The Path to Better Treatment

Working with the guidance of his Harold Amos program mentor, Griffin Rodgers, MD, director of the National Institute of Diabetes, Digestive and Kidney Diseases and his research mentor, James Douglas Engel, PhD, chair of the department of Cell and Developmental Biology at the University of Michigan, Campbell and his team began to search for more effective, less toxic ways to increase the amount of fetal hemoglobin in sickle cell patients.

“We are all born with 99 percent fetal hemoglobin,” Campbell explains, “but by the time we are 6 months old, the body begins to replace fetal hemoglobin with healthy, adult hemoglobin. In a person with sickle cell, however, the adult hemoglobin is not healthy, as it can sickle. Fetal hemoglobin does not sickle and it prevents sickling in the remaining blood cells. If you have high fetal hemoglobin, you will have a much lower rate of complications from sickle cell. A high rate could also extend a sickle cell patient’s lifespan. We don’t truly understand why it works, but we know it works.”

“In our research, we discovered two proteins, TR2/TR4, that can stimulate fetal hemoglobin in mouse models,” Campbell says. His team’s study, “Forced TR2/TR4 Expression in Sickle Cell Disease Mice Confers Enhanced Fetal Hemoglobin Synthesis and Alleviated Disease Phenotypes,” published in the October 2011 issue of the Proceedings of the National Academy of Sciences (PNAS), revealed that genetic manipulation of the TR2/TR4 proteins increased fetal hemoglobin levels (from 7.6 percent to 18.6 percent) and lowered levels of inflammation and liver damage in sickle cell mice.

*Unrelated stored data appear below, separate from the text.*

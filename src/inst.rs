use tinyvec::TinyVec;

use crate::{
    opcode::{Cond, Opcode},
    operand::{DeclId, Operand, Region},
    pool::PoolElement,
};

/// Execution-mask source: a flag register read per lane, optionally
/// inverted.
#[derive(Debug, Clone, Copy, PartialEq, Eq, Hash)]
pub struct Predicate {
    pub flag: DeclId,
    pub invert: bool,
}

/// Flag destination written as a side effect: per lane, the relation
/// evaluated on the instruction's result (or on src0 vs src1 for Cmp and
/// conditional Sel).
#[derive(Debug, Clone, Copy, PartialEq, Eq, Hash)]
pub struct CondMod {
    pub cond: Cond,
    pub flag: DeclId,
}

/// Operand slots as recorded in the def-use ledger. `AccIn`/`AccOut` stand
/// for accumulator accesses implied by the opcode with no explicit operand.
#[derive(Debug, Clone, Copy, PartialEq, Eq, Hash, PartialOrd, Ord)]
pub enum Slot {
    Dst,
    CondMod,
    AccOut,
    Src(u8),
    Pred,
    AccIn,
}

#[derive(Debug, Clone, PartialEq)]
pub struct Inst {
    pub index: usize,
    pub opcode: Opcode,
    /// None is the null destination: the result is dropped, only side
    /// effects (condition modifier, implicit accumulator) remain.
    pub dst: Option<Region>,
    pub srcs: TinyVec<[Operand; 3]>,
    pub predicate: Option<Predicate>,
    pub cond_mod: Option<CondMod>,
    pub saturate: bool,
    /// Number of SIMD lanes this instruction processes.
    pub exec_width: u8,
    /// First lane of the wider lane space the execution mask refers to.
    pub mask_offset: u8,
}

impl Default for Inst {
    fn default() -> Self {
        Inst {
            index: usize::MAX,
            opcode: Opcode::Nop,
            dst: None,
            srcs: TinyVec::new(),
            predicate: None,
            cond_mod: None,
            saturate: false,
            exec_width: 1,
            mask_offset: 0,
        }
    }
}

impl Inst {
    pub fn new(opcode: Opcode, exec_width: u8, mask_offset: u8) -> Self {
        Inst {
            opcode,
            exec_width,
            mask_offset,
            ..Default::default()
        }
    }

    pub fn src_reg(&self, index: usize) -> Option<&Region> {
        self.srcs.get(index).and_then(|operand| operand.as_reg())
    }

    /// A plain unconditional copy with no modifiers and matching element
    /// size; candidate for copy renaming.
    pub fn is_raw_mov(&self) -> bool {
        if self.opcode != Opcode::Mov
            || self.predicate.is_some()
            || self.cond_mod.is_some()
            || self.saturate
        {
            return false;
        }
        let (dst, src) = match (&self.dst, self.src_reg(0)) {
            (Some(dst), Some(src)) => (dst, src),
            _ => return false,
        };
        !src.has_modifier()
            && src.indirect.is_none()
            && dst.indirect.is_none()
            && dst.elem == src.elem
            && dst.stride == src.stride
    }

    /// Byte range of flag storage covered by this instruction's execution
    /// mask. Flag registers hold one bit per lane; accesses are rounded out
    /// to whole bytes.
    pub fn flag_byte_range(&self) -> std::ops::Range<u32> {
        let first = self.mask_offset as u32 / 8;
        let last = (self.mask_offset as u32 + self.exec_width as u32 + 7) / 8;
        first..last
    }
}

#[derive(Clone, Copy, PartialEq, Eq, PartialOrd, Ord, Hash, Debug)]
pub struct InstId(pub usize);

impl Default for InstId {
    fn default() -> Self {
        InstId(usize::MAX)
    }
}

impl From<usize> for InstId {
    fn from(index: usize) -> Self {
        InstId(index)
    }
}

impl From<InstId> for usize {
    fn from(id: InstId) -> Self {
        id.0
    }
}

impl PoolElement for Inst {
    type Id = InstId;

    fn id(&self) -> Self::Id {
        InstId(self.index)
    }

    fn set_id(&mut self, id: Self::Id) {
        self.index = id.0;
    }
}

impl std::fmt::Display for Inst {
    fn fmt(&self, f: &mut std::fmt::Formatter<'_>) -> std::fmt::Result {
        if let Some(pred) = &self.predicate {
            write!(f, "({}f{}) ", if pred.invert { "-" } else { "+" }, pred.flag.0)?;
        }
        write!(f, "{}", self.opcode)?;
        if self.saturate {
            write!(f, ".sat")?;
        }
        if let Some(cm) = &self.cond_mod {
            write!(f, ".{}.f{}", cm.cond, cm.flag.0)?;
        }
        match &self.dst {
            Some(dst) => write!(f, " {}", dst)?,
            None => write!(f, " null")?,
        }
        for src in self.srcs.iter() {
            write!(f, ", {}", src)?;
        }
        write!(f, " <w{}", self.exec_width)?;
        if self.mask_offset != 0 {
            write!(f, "+{}", self.mask_offset)?;
        }
        write!(f, ">")
    }
}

“The finding is very significant because we have found a way to stimulate fetal hemoglobin production genetically. This is one of the first discoveries of how to turn on fetal hemoglobin in a way that decreased sickle cell complications in the mouse model,” Campbell explains. “The study is pre-clinical, but if we can find a way to manipulate the TR2/TR4 in humans, that’s really the Holy Grail, because it may prove to be a promising new treatment for the disease.”

Next Steps

“The TR2/TR4 project was supported, in part, by the National Heart Lung and Blood Institute, but because of the protected time provided by my Harold Amos award, I was able to initiate collaborations with other researchers around the country,” Campbell says. “Together, we are trying to further induce fetal hemoglobin in mouse models and look for other compounds that may help. I’m also looking at the inflammatory pathways of sickle cell. Advances in how to increase levels of fetal hemoglobin may also help people with another hematologic condition called beta thalassemia major, a blood disorder characterized by a significant reduction or absence of the production of adult beta-globin, resulting in lifelong anemia and the need for ongoing blood transfusions to sustain life.”

“I do want to emphasize the fact that participating in the Robert Wood Johnson Foundation Harold Amos Medical Faculty Development Program was so important because of the advice I received on conducting research and building my career,” Campbell adds. “It was critical to helping me shape my research questions and gather data in ways that ensured our findings would be solid. The program truly gives young investigators the committed time, supportive mentors and financial assistance needed to advance during a critical time in a physician/scientist’s academic development.”

The RWJF Harold Amos Medical Faculty Development Program was created to make it possible for scientists, physicians and dentists from historically disadvantaged backgrounds to advance to senior positions in academic medicine. The four-year, AMFDP supports biomedical, clinical, dental and health services/epidemiology research. Awards are offered to physicians and dentists who are not only committed to building careers in academic medicine and dentistry, but who hope to serve as role models for other students and faculty members from disadvantaged backgrounds.